In Mark it is after the tribulation. I assume you are talking about 1 thes 4 about the sleep in Jesus..
1 Thessalonians 4:14
For if we believe that Jesus died and rose again, even so them also which sleep in Jesus will God bring with him.
Once again, the dead Christian with Jesus in heaven come back with Him at the Rapture.
There is no difference between the dead in Christ being gathered from heaven and coming with Jesus in 1 Thess 4:14 and the ones being gathered from heaven in Matthew 24:31 and Mark 13:27. That is what you are missing.
The payback is when He returns not when He comes in the air for us. In 1 thes 4 it says this
2 For yourselves know perfectly that the day of the Lord so cometh as a thief in the night.
3 For when they shall say, Peace and safety; then sudden destruction cometh upon them, as travail upon a woman with child; and they shall not escape.
The tribulation destruction comes after the day of the Lord starts. They will be talking peace then, after the rapture when the day of the Lord starts. Notice the day of the Lord verse comes before the other one?
Yes, we are first gathered to the Lord in the air and then the destruction occurs immediately after that which will catch unbelievers completely off guard which is why it is said to happen like a thief in the night. The scope of the destruction is described in 2 Peter 3:10-12.
What day? You jump around chapters like a grasshopper.
I use scripture to interpret scripture. I relate scriptures together to show what will happen. This is clearly a concept that you don't understand.
Which destruction? Of the planet? Or the enemies when He returns to earth? Or? Be specific.
Those are the same event. The day of the Lord that brings destruction upon His enemies that Paul describes in 1 Thess 5:2-3 is the same day of the Lord that brings destruction upon the entire earth as Peter describes in 2 Peter 3:10-12.
You are jumping all over with your references and it is less than clear what you are talking about at times.
I never referenced 2nd Thessalonians 2, yet you referenced it as if I did. How hard is it to see that I didn't reference that?
You can call something ELSE beside the gathering together in the air the blessed hope all you like. The so called hope you seem to be preaching here is a time after the wrath of God, (which we won't be in) when Jesus returns to earth, and in which the planet is destroyed?! Sorry. The hope of ages I am talking about is being delivered from that wrath and meeting Him in the air.
You are very ignorant about all of this. You are not able to understand much for whatever reason. I am talking about the same hope that you are and I made that clear. The difference is that I see unbelievers being destroyed on the same day that we are gathered together to meet the Lord in the air. But, that isn't my hope. I just happen to believe that will happen on the same day that "the blessed hope—the appearing of the glory of our great God and Savior, Jesus Christ" (Titus 2:13) occurs.

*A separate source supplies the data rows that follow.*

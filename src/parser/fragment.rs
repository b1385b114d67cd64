//! Locating `{"entities": [...]}` blocks inside free-form model output.

use regex::Regex;
use std::sync::LazyLock;

/// Opening marker of a reasoning block.
pub const THINK_OPEN: &str = "<think>";
/// Closing marker of a reasoning block.
pub const THINK_CLOSE: &str = "</think>";

/// Single nesting level only: the inner run stops at the first `]`.
static ENTITIES_BLOCK: LazyLock<Regex> = LazyLock::new(|| {
    Regex::new(r#"\{\s*"entities"\s*:\s*\[([^\]]*)\]\s*\}"#).expect("entities pattern is valid")
});

/// Drop a leading reasoning block.
///
/// Everything up to and including the first closing marker is removed. An
/// opening marker without a closing one leaves the text untouched.
pub fn strip_reasoning(text: &str) -> &str {
    if !text.contains(THINK_OPEN) {
        return text;
    }
    match text.find(THINK_CLOSE) {
        Some(end) => &text[end + THINK_CLOSE.len()..],
        None => text,
    }
}

/// Return the inner list text of every entities block, in order of appearance.
pub fn find_entity_fragments(text: &str) -> Vec<&str> {
    ENTITIES_BLOCK
        .captures_iter(text)
        .filter_map(|caps| caps.get(1))
        .map(|m| m.as_str())
        .collect()
}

So it is a real 1000 years or not? If not then you wave it away. Admit it
It is a real time period with a beginning and an end, but it is not a literal one thousand years. Similar to how the "thousand generations" referenced in the Old Testament in verses like Deuteronomy 7:9 is not a literal one thousand generations and the "thousand hills" referenced in Psalm 50:10 is not a literal one thousand hills. You do understand that there is figurative and symbolic text in the Bible, don't you?
Why can there not be a thousand generations? We live forever.
LOL. You miss every point that is made. I didn't say there can't be a thousand generations. Not even close. You are apparently not reading what I'm saying very carefully.
Are God's promises only good for a thousand generations and then they expire? No, right? So, it's not talking about His promises applying only to a literal one thousand generations and that's it. If it was meant to be a literal one thousand generations then that would mean they wouldn't apply to the 1,001st generation and beyond. So, it isn't meant to be taken literally. The same goes for the thousand years of Revelation 20. It's figurative text representing the length of time that Satan is bound.
Did you not think there is really a thousand hills on earth?
LOL. Once again you have missed the point. There are more than a thousand hills on earth with cattle on them. What does that tell you about what this means:
Psalm 50:9 I have no need of a bull from your stall or of goats from your pens, 10 for
every animal of the forest is mine, and the cattle on a thousand hills.
Is this saying that only the cattle on exactly one thousand hills belong to God or is it figuratively saying that the cattle on ALL hills belong to God? It's the latter, right? I hope you can understand that. My understanding of the thousand years is similar. It's not a literal one thousand years, but is a figurative reference to all of the years during which Satan is bound.